Serotonin syndrome is a life-threatening condition. Seizure is one of the complications of serotonin syndrome that may delay diagnosis and complicate management. We report a patient who had a focal seizure with abnormal electroencephalogram in the setting of serotonin syndrome with no prior history of epilepsy or seizure-provoking factors (fever, electrolyte abnormalities, specific medication combinations, and specific medication overdosing). Recognition of seizure as a symptom of serotonin syndrome is important for early treatment and avoidance of long-term consequences. Treatment of serotonin syndrome is mostly supportive. However, a short course of antiepileptics may be needed if these patients develop seizures.

Keywords: Cortical excitement, electroencephalography, focal slowing, seizure, serotonin syndrome


How to cite this article:
Almallouhi E, Rahwan M, Dainton H, Bonilha L. Focal seizure as a manifestation of serotonin syndrome: case report. Avicenna J Med 2019;9:119-21

How to cite this URL:
Almallouhi E, Rahwan M, Dainton H, Bonilha L. Focal seizure as a manifestation of serotonin syndrome: case report. Avicenna J Med [serial online] 2019 [cited 2019 Jul 19];9:119-21. Available from: http://www.avicennajmed.com/text.asp?2019/9/3/119/260255




   Introduction Top


Serotonin syndrome is a life-threatening condition.[1] The core manifestations of this syndrome are neuromuscular excitation, autonomic nervous system hyperactivity, and change in mental state.[2] Seizures in the setting of serotonin syndrome have been reported before.

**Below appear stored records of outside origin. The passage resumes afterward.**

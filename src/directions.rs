//! Directions HTTP adapter.
//!
//! Issues blocking requests against the Google Directions API and
//! normalizes the response into the owned `Route` model. The `{lat, lng}`
//! wire shape becomes `GeoPoint` here and nowhere else.

use std::fmt;

use serde::Deserialize;
use tracing::debug;

use crate::geo::{GeoPoint, InvalidCoordinate};
use crate::polyline::{MalformedPolyline, Polyline};
use crate::route::{strip_html, Route, RouteStep};

#[derive(Debug, Clone)]
pub struct DirectionsConfig {
    pub base_url: String,
    pub api_key: String,
    pub timeout_secs: u64,
}

impl Default for DirectionsConfig {
    fn default() -> Self {
        Self {
            base_url: "https://maps.googleapis.com/maps/api".to_string(),
            api_key: String::new(),
            timeout_secs: 10,
        }
    }
}

/// Which flavor of route to request.
///
/// Tracking/ETA refreshes ask for traffic-adjusted durations; in-app
/// navigation starts with a plain driving route.
#[derive(Debug, Clone, Copy, PartialEq, Eq)]
pub enum RouteOptions {
    Driving,
    DrivingWithTraffic,
}

#[derive(Debug)]
pub enum DirectionsError {
    Http(reqwest::Error),
    /// Non-OK status in the API response body.
    Status(String),
    NoRoute,
    BadPolyline(MalformedPolyline),
    BadCoordinate(InvalidCoordinate),
}

impl From<reqwest::Error> for DirectionsError {
    fn from(err: reqwest::Error) -> Self {
        DirectionsError::Http(err)
    }
}

impl From<MalformedPolyline> for DirectionsError {
    fn from(err: MalformedPolyline) -> Self {
        DirectionsError::BadPolyline(err)
    }
}

impl From<InvalidCoordinate> for DirectionsError {
    fn from(err: InvalidCoordinate) -> Self {
        DirectionsError::BadCoordinate(err)
    }
}

impl fmt::Display for DirectionsError {
    fn fmt(&self, f: &mut fmt::Formatter<'_>) -> fmt::Result {
        match self {
            DirectionsError::Http(err) => write!(f, "directions request failed: {}", err),
            DirectionsError::Status(status) => write!(f, "directions API status {}", status),
            DirectionsError::NoRoute => write!(f, "no route between origin and destination"),
            DirectionsError::BadPolyline(err) => write!(f, "route geometry: {}", err),
            DirectionsError::BadCoordinate(err) => write!(f, "route coordinate: {}", err),
        }
    }
}

impl std::error::Error for DirectionsError {
    fn source(&self) -> Option<&(dyn std::error::Error + 'static)> {
        match self {
            DirectionsError::Http(err) => Some(err),
            DirectionsError::BadPolyline(err) => Some(err),
            DirectionsError::BadCoordinate(err) => Some(err),
            _ => None,
        }
    }
}

#[derive(Debug, Clone)]
pub struct DirectionsClient {
    config: DirectionsConfig,
    client: reqwest::blocking::Client,
}

impl DirectionsClient {
    pub fn new(config: DirectionsConfig) -> Result<Self, reqwest::Error> {
        let client = reqwest::blocking::Client::builder()
            .timeout(std::time::Duration::from_secs(config.timeout_secs))
            .build()?;

        Ok(Self { config, client })
    }

    /// Fetches a route and normalizes the top-ranked result.
    pub fn route(
        &self,
        origin: GeoPoint,
        destination: GeoPoint,
        options: RouteOptions,
    ) -> Result<Route, DirectionsError> {
        let mut url = format!(
            "{}/directions/json?origin={:.6},{:.6}&destination={:.6},{:.6}",
            self.config.base_url,
            origin.latitude(),
            origin.longitude(),
            destination.latitude(),
            destination.longitude(),
        );
        match options {
            RouteOptions::Driving => url.push_str("&mode=driving"),
            RouteOptions::DrivingWithTraffic => {
                url.push_str("&traffic_model=best_guess&departure_time=now")
            }
        }
        debug!(%url, "fetching directions");
        let url = format!("{}&key={}", url, self.config.api_key);

        let body: DirectionsResponse = self
            .client
            .get(url)
            .send()?
            .error_for_status()?
            .json()?;

        normalize(body)
    }
}

/// Converts the top-ranked wire route into the owned model.
fn normalize(body: DirectionsResponse) -> Result<Route, DirectionsError> {
    if body.status != "OK" {
        return Err(DirectionsError::Status(body.status));
    }

    let route = body.routes.into_iter().next().ok_or(DirectionsError::NoRoute)?;
    let leg = route.legs.into_iter().next().ok_or(DirectionsError::NoRoute)?;

    let polyline = Polyline::decode(&route.overview_polyline.points)?;
    debug!(points = polyline.len(), steps = leg.steps.len(), "decoded route");

    let eta_text = leg
        .duration_in_traffic
        .as_ref()
        .map(|d| d.text.clone())
        .unwrap_or_else(|| leg.duration.text.clone());

    let steps = leg
        .steps
        .into_iter()
        .map(|step| {
            Ok(RouteStep {
                start: step.start_location.try_into()?,
                end: step.end_location.try_into()?,
                distance_m: step.distance.value,
                duration_s: step.duration.value,
                distance_text: step.distance.text,
                instruction: strip_html(&step.html_instructions),
                maneuver: step.maneuver,
            })
        })
        .collect::<Result<Vec<_>, DirectionsError>>()?;

    Ok(Route {
        polyline,
        steps,
        destination: leg.end_location.try_into()?,
        distance_m: leg.distance.value,
        duration_s: leg.duration.value,
        duration_in_traffic_s: leg.duration_in_traffic.map(|d| d.value),
        eta_text,
    })
}

#[derive(Debug, Deserialize)]
struct DirectionsResponse {
    status: String,
    #[serde(default)]
    routes: Vec<RouteWire>,
}

#[derive(Debug, Deserialize)]
struct RouteWire {
    overview_polyline: OverviewPolyline,
    legs: Vec<LegWire>,
}

#[derive(Debug, Deserialize)]
struct OverviewPolyline {
    points: String,
}

#[derive(Debug, Deserialize)]
struct LegWire {
    distance: TextValue,
    duration: TextValue,
    duration_in_traffic: Option<TextValue>,
    end_location: LatLngWire,
    steps: Vec<StepWire>,
}

#[derive(Debug, Deserialize)]
struct StepWire {
    html_instructions: String,
    maneuver: Option<String>,
    distance: TextValue,
    duration: TextValue,
    start_location: LatLngWire,
    end_location: LatLngWire,
}

#[derive(Debug, Deserialize)]
struct TextValue {
    text: String,
    value: i32,
}

/// The `{lat, lng}` shape the directions API uses for locations.
#[derive(Debug, Clone, Copy, Deserialize)]
struct LatLngWire {
    lat: f64,
    lng: f64,
}

impl TryFrom<LatLngWire> for GeoPoint {
    type Error = InvalidCoordinate;

    fn try_from(wire: LatLngWire) -> Result<Self, Self::Error> {
        GeoPoint::new(wire.lat, wire.lng)
    }
}

#[cfg(test)]
mod tests {
    use super::*;

    const RESPONSE: &str = r#"{
        "status": "OK",
        "routes": [{
            "overview_polyline": { "points": "_p~iF~ps|U_ulLnnqC" },
            "legs": [{
                "distance": { "text": "4.9 mi", "value": 7852 },
                "duration": { "text": "14 mins", "value": 841 },
                "duration_in_traffic": { "text": "16 mins", "value": 962 },
                "end_location": { "lat": 40.7, "lng": -120.95 },
                "steps": [{
                    "html_instructions": "Head <b>north</b> on Rainbow Blvd",
                    "distance": { "text": "0.3 mi", "value": 483 },
                    "duration": { "text": "1 min", "value": 58 },
                    "start_location": { "lat": 38.5, "lng": -120.2 },
                    "end_location": { "lat": 38.6, "lng": -120.2 }
                }, {
                    "html_instructions": "Turn <b>left</b> onto Charleston Blvd",
                    "maneuver": "turn-left",
                    "distance": { "text": "4.6 mi", "value": 7369 },
                    "duration": { "text": "13 mins", "value": 783 },
                    "start_location": { "lat": 38.6, "lng": -120.2 },
                    "end_location": { "lat": 40.7, "lng": -120.95 }
                }]
            }]
        }]
    }"#;

    #[test]
    fn test_parse_and_normalize_response() {
        let body: DirectionsResponse = serde_json::from_str(RESPONSE).unwrap();
        assert_eq!(body.status, "OK");
        let route = normalize(body).unwrap();

        assert_eq!(route.polyline.len(), 2);
        assert_eq!(route.steps.len(), 2);
        assert_eq!(route.steps[0].instruction, "Head north on Rainbow Blvd");
        assert!(route.steps[0].maneuver.is_none());
        assert_eq!(route.steps[1].maneuver.as_deref(), Some("turn-left"));
        assert_eq!(route.destination.latitude(), 40.7);
        assert_eq!(route.duration_in_traffic_s, Some(962));
        assert_eq!(route.eta_text, "16 mins");
        assert_eq!(route.eta_seconds(), 962);
    }

    #[test]
    fn test_non_ok_status_is_an_error() {
        let body: DirectionsResponse =
            serde_json::from_str(r#"{ "status": "ZERO_RESULTS", "routes": [] }"#).unwrap();
        match normalize(body) {
            Err(DirectionsError::Status(status)) => assert_eq!(status, "ZERO_RESULTS"),
            other => panic!("expected status error, got {:?}", other),
        }
    }

    #[test]
    fn test_ok_with_no_routes_is_no_route() {
        let body: DirectionsResponse =
            serde_json::from_str(r#"{ "status": "OK", "routes": [] }"#).unwrap();
        assert!(matches!(normalize(body), Err(DirectionsError::NoRoute)));
    }
}
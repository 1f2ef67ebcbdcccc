//! notebook-env-injector library crate
//!
//! This module exports the pod mutator, the webhook and health servers, and
//! process configuration.

pub mod config;
pub mod health;
pub mod webhooks;

pub use config::{Config, ConfigError, HEALTH_PORT, WEBHOOK_CERT_PATH, WEBHOOK_KEY_PATH, WEBHOOK_PORT};
pub use health::HealthState;
pub use webhooks::{MutateError, Mutator, WebhookError, clean_name, run_webhook_server};
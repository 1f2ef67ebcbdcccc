//! Notebook pod mutator.
//!
//! Pods labelled `notebook-name` get `NB_NAMESPACE` appended to the env of
//! their first container. Every other pod is admitted unchanged. The mutator
//! never denies; failures are returned as [`MutateError`] and the HTTP layer
//! decides how to report them.

use std::collections::{BTreeMap, HashMap};

use json_patch::Patch;
use kube::core::admission::{AdmissionRequest, AdmissionResponse};
use kube::core::{DynamicObject, Status};
use thiserror::Error;

use super::decode::{DecodeError, JsonPodDecoder, PodDecoder};
use super::log::{MutationLog, PodRef, TracingLog};
use super::patch::PodPatch;

/// Label whose presence marks a pod as a notebook workload
pub const NOTEBOOK_LABEL: &str = "notebook-name";
/// Audit annotation key recorded on mutated pods
pub const AUDIT_ANNOTATION_KEY: &str = "namespace-admission-controller";
/// Audit annotation value recorded on mutated pods
pub const AUDIT_ANNOTATION_VALUE: &str = "Added custom environment variables";

/// Errors returned by [`Mutator::mutate`]
#[derive(Error, Debug)]
pub enum MutateError {
    /// The pod payload could not be decoded
    #[error("unable to decode Pod: {0}")]
    Decode(#[from] DecodeError),

    /// The patch could not be serialized
    #[error(transparent)]
    Serialization(Box<dyn std::error::Error + Send + Sync>),
}

impl MutateError {
    fn serialization(err: impl std::error::Error + Send + Sync + 'static) -> Self {
        MutateError::Serialization(Box::new(err))
    }
}

/// Replace underscores with hyphens.
///
/// Not used by the mutation path.
pub fn clean_name(name: &str) -> String {
    name.replace('_', "-")
}

/// Whether the pod carries the notebook label (any value)
pub fn is_notebook(labels: Option<&BTreeMap<String, String>>) -> bool {
    labels.is_some_and(|labels| labels.contains_key(NOTEBOOK_LABEL))
}

/// Admission mutator for notebook pods.
///
/// Stateless; one instance can serve any number of concurrent requests.
#[derive(Clone, Debug, Default)]
pub struct Mutator<D = JsonPodDecoder, L = TracingLog> {
    decoder: D,
    log: L,
}

impl<D: PodDecoder, L: MutationLog> Mutator<D, L> {
    /// Create a mutator with explicit decoder and log sink
    pub fn new(decoder: D, log: L) -> Self {
        Self { decoder, log }
    }

    /// Decide on an admission request.
    ///
    /// On error the request defaults (`uid`, `allowed = true`) are available
    /// through `AdmissionResponse::from(request)` but are not a decision.
    pub fn mutate(
        &self,
        request: &AdmissionRequest<DynamicObject>,
    ) -> Result<AdmissionResponse, MutateError> {
        let response = AdmissionResponse::from(request);

        let pod = self.decoder.decode(request.object.as_ref())?;

        let namespace = pod.metadata.namespace.as_deref().unwrap_or_default();
        let pod_ref = PodRef {
            namespace,
            name: pod.metadata.name.as_deref().unwrap_or_default(),
        };
        self.log.checking(&request.uid, pod_ref);

        let notebook = is_notebook(pod.metadata.labels.as_ref());
        self.log.classified(&request.uid, pod_ref, notebook);
        if !notebook {
            return Ok(response);
        }

        let operation = PodPatch::namespace_env(namespace)
            .into_operation()
            .map_err(MutateError::serialization)?;

        let mut response = response
            .with_patch(Patch(vec![operation]))
            .map_err(MutateError::serialization)?;
        response.audit_annotations = HashMap::from([(
            AUDIT_ANNOTATION_KEY.to_string(),
            AUDIT_ANNOTATION_VALUE.to_string(),
        )]);
        response.result = Status::success();

        Ok(response)
    }
}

Seizures related to serotonin syndrome can be secondary to hyperthermia that exceeds 40°C, electrolyte abnormalities, specific medication combinations (fluoxetine–lithium, meclobemide–clomipramine), and specific medication overdosing including fluvoxamine, trazodone, tramadol, selective serotonin reuptake inhibitors, and 3,4-methylenedioxymethamphetamine.[3],[4],[5],[6],[7],[8],[9],[10] Although overdose can lead to serotonin syndrome, it is most commonly caused by combining two or more serotonergic agents, which can include drugs for many different purposes (antibiotics, antiemetics, supplements, etc.), not just psychiatric agents.[11] Recognition of seizure as a symptom of serotonin syndrome is very important for early treatment and avoidance of long-term consequences. In this case, we report a patient who had a focal seizure with abnormal Electroencephalogram (EEG) in the setting of serotonin syndrome with no prior history of epilepsy or seizure provoking factors.


   Case report Top


Our patient is a 56-year-old Caucasian male with a known medical history of severe major depressive disorder and attention deficit hyperactivity disorder (ADHD). He was initially admitted to an outside hospital for acute onset of confusion, agitation, and sweating. The examination was remarkable for fever of 38.1°C, sinus tachycardia, tachypnea, upper chest and face flushing, altered mental status, hyperreflexia, rigidity, and resting fine tremors. Initial workup showed normal electrolytes, serum glucose, and thyroid function. Computed tomography of the head was unremarkable. Review of medications list revealed that patient was on duloxetine and aripiprazole with the new addition of amphetamine (for ADHD) and dextromethorphan (for upper respiratory infection symptoms) a few days prior to symptom onset.

While inpatient, the patient had an episode of behavioral arrest followed by rhythmic clonic movements of the left upper extremity for 3–4min that was witnessed by a physician in the facility. The patient was hard to arouse for a few hours afterward. Routine electroencephalography (EEG) was performed and was remarkable for continuous focal slowing over the right temporal region. The patient was started on anti-seizure medication (levetiracetam) and transferred to a tertiary medical center for further management.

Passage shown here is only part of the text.